A pobreza menstrual como reflexo da desigualdade social no Brasil
Enviada em 28/10/2024
A pobreza menstrual, caracterizada pela falta de acesso a produtos de higiene menstrual e à educação sobre o tema, é uma questão que evidencia as desigualdades sociais no Brasil. Esse problema atinge diretamente pessoas que menstruam, especialmente aquelas em situação de vulnerabilidade econômica, as quais muitas vezes precisam improvisar métodos insalubres durante o ciclo menstrual. Esse cenário reflete uma falha estrutural na garantia de direitos básicos e expõe a necessidade urgente de ações para reduzir as barreiras enfrentadas por essa parcela da população.
Em primeiro lugar, a pobreza menstrual é um reflexo das disparidades econômicas do país. Muitas pessoas em situação de pobreza não conseguem arcar com o custo de absorventes, que são considerados itens de primeira necessidade, mas que ainda sofrem tributação elevada no Brasil. Essa situação faz com que indivíduos em situação de vulnerabilidade precisem recorrer a alternativas precárias, como pedaços de pano ou papel higiênico, aumentando o risco de infecções e complicações de saúde. Assim, o acesso limitado a produtos menstruais adequados perpetua a desigualdade, impactando diretamente a qualidade de vida e a saúde de quem não tem condições de comprá-los.

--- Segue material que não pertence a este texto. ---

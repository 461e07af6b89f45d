//! # File I/O Module
//!
//! Handles the geometry staging area with safety features:
//! - **Atomic writes**: uploaded content goes to `.tmp`, is synced, then
//!   renamed, so a crashed run never leaves a half-written geometry file
//! - **File locking**: concurrent runs against a shared staging directory
//!   (e.g. a network drive) cannot overwrite each other mid-run
//!
//! ## Staging Layout
//!
//! The collaborator hands over raw geometry text; it is persisted as
//! `<staging_dir>/in.txt`. Lock files use the `.lock` extension next to the
//! staged file, containing JSON metadata about who holds the lock.
//!
//! ## Example
//!
//! ```rust,no_run
//! use strip_core::file_io::{load_geometry, stage_geometry, StagingLock};
//! use std::path::Path;
//!
//! let staging = Path::new("uploads");
//! let lock = StagingLock::acquire(&staging.join("in.txt"), "engineer@yard.com")?;
//! let staged = stage_geometry("0\t10\n0\t5\n5\t5\n", staging)?;
//! let table = load_geometry(&staged)?;
//! drop(lock);
//! # Ok::<(), strip_core::errors::StripError>(())
//! ```

use std::fs::{self, File, OpenOptions};
use std::io::Write;
use std::path::{Path, PathBuf};

use chrono::{DateTime, Utc};
use fs2::FileExt;
use serde::{Deserialize, Serialize};

use crate::errors::{StripError, StripResult};
use crate::geometry::HullOffsetTable;

/// Fixed name of the staged geometry file
pub const STAGED_GEOMETRY_NAME: &str = "in.txt";

/// Lock file metadata stored in `.lock` files
#[derive(Debug, Clone, Serialize, Deserialize)]
pub struct LockInfo {
    /// User identifier (email or username)
    pub user_id: String,
    /// Machine name where the lock was acquired
    pub machine: String,
    /// Process ID that holds the lock
    pub pid: u32,
    /// When the lock was acquired
    pub locked_at: DateTime<Utc>,
}

impl LockInfo {
    /// Create new lock info for the current process
    pub fn new(user_id: impl Into<String>) -> Self {
        LockInfo {
            user_id: user_id.into(),
            machine: hostname().unwrap_or_else(|| "unknown".to_string()),
            pid: std::process::id(),
            locked_at: Utc::now(),
        }
    }
}

/// Get the hostname of the current machine
fn hostname() -> Option<String> {
    #[cfg(windows)]
    {
        std::env::var("COMPUTERNAME").ok()
    }
    #[cfg(not(windows))]
    {
        std::env::var("HOSTNAME")
            .ok()
            .or_else(|| std::env::var("HOST").ok())
    }
}

/// Lock file path for a staged geometry file
fn lock_path_for(staged_path: &Path) -> PathBuf {
    let mut name = staged_path
        .file_name()
        .map(|n| n.to_string_lossy().into_owned())
        .unwrap_or_default();
    name.push_str(".lock");
    staged_path.with_file_name(name)
}

/// Staging lock guard that releases the lock when dropped.
///
/// Uses both:
/// 1. OS-level file locking (via fs2) for process safety
/// 2. a `.lock` file with metadata for user visibility
pub struct StagingLock {
    lock_path: PathBuf,
    /// The underlying file handle (keeps the OS lock)
    _lock_file: File,
    /// Lock metadata
    pub info: LockInfo,
}

impl StagingLock {
    /// Acquire an exclusive lock for a staged geometry path.
    ///
    /// # Returns
    ///
    /// * `Ok(StagingLock)` - Lock acquired
    /// * `Err(StripError::FileLocked)` - Another process holds the lock
    pub fn acquire(staged_path: &Path, user_id: impl Into<String>) -> StripResult<Self> {
        let lock_path = lock_path_for(staged_path);
        if let Some(parent) = lock_path.parent() {
            fs::create_dir_all(parent).map_err(|e| {
                StripError::file_error(
                    "create staging dir",
                    parent.display().to_string(),
                    e.to_string(),
                )
            })?;
        }

        let lock_file = OpenOptions::new()
            .read(true)
            .write(true)
            .create(true)
            .truncate(false)
            .open(&lock_path)
            .map_err(|e| {
                StripError::file_error(
                    "open lock file",
                    lock_path.display().to_string(),
                    e.to_string(),
                )
            })?;

        if lock_file.try_lock_exclusive().is_err() {
            let holder = Self::check(staged_path);
            let (locked_by, locked_at) = match holder {
                Some(info) => (info.user_id, info.locked_at.to_rfc3339()),
                None => ("unknown".to_string(), "unknown".to_string()),
            };
            return Err(StripError::file_locked(
                staged_path.display().to_string(),
                locked_by,
                locked_at,
            ));
        }

        let info = LockInfo::new(user_id);
        let json = serde_json::to_string_pretty(&info).map_err(|e| {
            StripError::Serialization {
                reason: e.to_string(),
            }
        })?;
        fs::write(&lock_path, json).map_err(|e| {
            StripError::file_error(
                "write lock metadata",
                lock_path.display().to_string(),
                e.to_string(),
            )
        })?;

        Ok(StagingLock {
            lock_path,
            _lock_file: lock_file,
            info,
        })
    }

    /// Read lock metadata for a staged path without acquiring the lock.
    pub fn check(staged_path: &Path) -> Option<LockInfo> {
        let lock_path = lock_path_for(staged_path);
        let contents = fs::read_to_string(lock_path).ok()?;
        serde_json::from_str(&contents).ok()
    }
}

impl Drop for StagingLock {
    fn drop(&mut self) {
        let _ = fs2::FileExt::unlock(&self._lock_file);
        let _ = fs::remove_file(&self.lock_path);
    }
}

/// Persist uploaded geometry text to the fixed staging location.
///
/// Writes atomically: content goes to a `.tmp` sibling, is synced to disk,
/// then renamed over `<staging_dir>/in.txt`.
pub fn stage_geometry(contents: &str, staging_dir: &Path) -> StripResult<PathBuf> {
    fs::create_dir_all(staging_dir).map_err(|e| {
        StripError::file_error(
            "create staging dir",
            staging_dir.display().to_string(),
            e.to_string(),
        )
    })?;

    let path = staging_dir.join(STAGED_GEOMETRY_NAME);
    let tmp_path = path.with_extension("txt.tmp");

    let mut tmp_file = File::create(&tmp_path).map_err(|e| {
        StripError::file_error(
            "create temp file",
            tmp_path.display().to_string(),
            e.to_string(),
        )
    })?;

    tmp_file.write_all(contents.as_bytes()).map_err(|e| {
        StripError::file_error(
            "write temp file",
            tmp_path.display().to_string(),
            e.to_string(),
        )
    })?;

    tmp_file.sync_all().map_err(|e| {
        StripError::file_error(
            "sync temp file",
            tmp_path.display().to_string(),
            e.to_string(),
        )
    })?;

    fs::rename(&tmp_path, &path).map_err(|e| {
        // Clean up the temp file if the rename fails
        let _ = fs::remove_file(&tmp_path);
        StripError::file_error("rename to final", path.display().to_string(), e.to_string())
    })?;

    log::debug!("staged geometry at '{}'", path.display());
    Ok(path)
}

/// Read and parse a staged geometry file.
pub fn load_geometry(path: &Path) -> StripResult<HullOffsetTable> {
    let contents = fs::read_to_string(path).map_err(|e| {
        StripError::file_error("read", path.display().to_string(), e.to_string())
    })?;
    HullOffsetTable::parse(&contents, &path.display().to_string())
}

Além disso, a falta de informação e de políticas públicas voltadas para a saúde menstrual agrava o problema. Muitas pessoas, especialmente jovens de regiões periféricas, não recebem orientações adequadas sobre cuidados menstruais, o que gera insegurança e estigma. Esse cenário compromete a frequência escolar e a produtividade de estudantes e trabalhadoras, ampliando a exclusão social. A ausência de políticas específicas e de campanhas educativas voltadas para a saúde menstrual demonstra a negligência do Estado em abordar as necessidades específicas da população que menstrua. Portanto, é essencial que o governo brasileiro, em parceria com organizações da sociedade civil, implemente ações concretas para combater a pobreza menstrual e suas consequências. Como proposta de intervenção, sugere-se que o Ministério da Saúde, em colaboração com o Ministério da Educação, desenvolva um programa de distribuição gratuita de absorventes.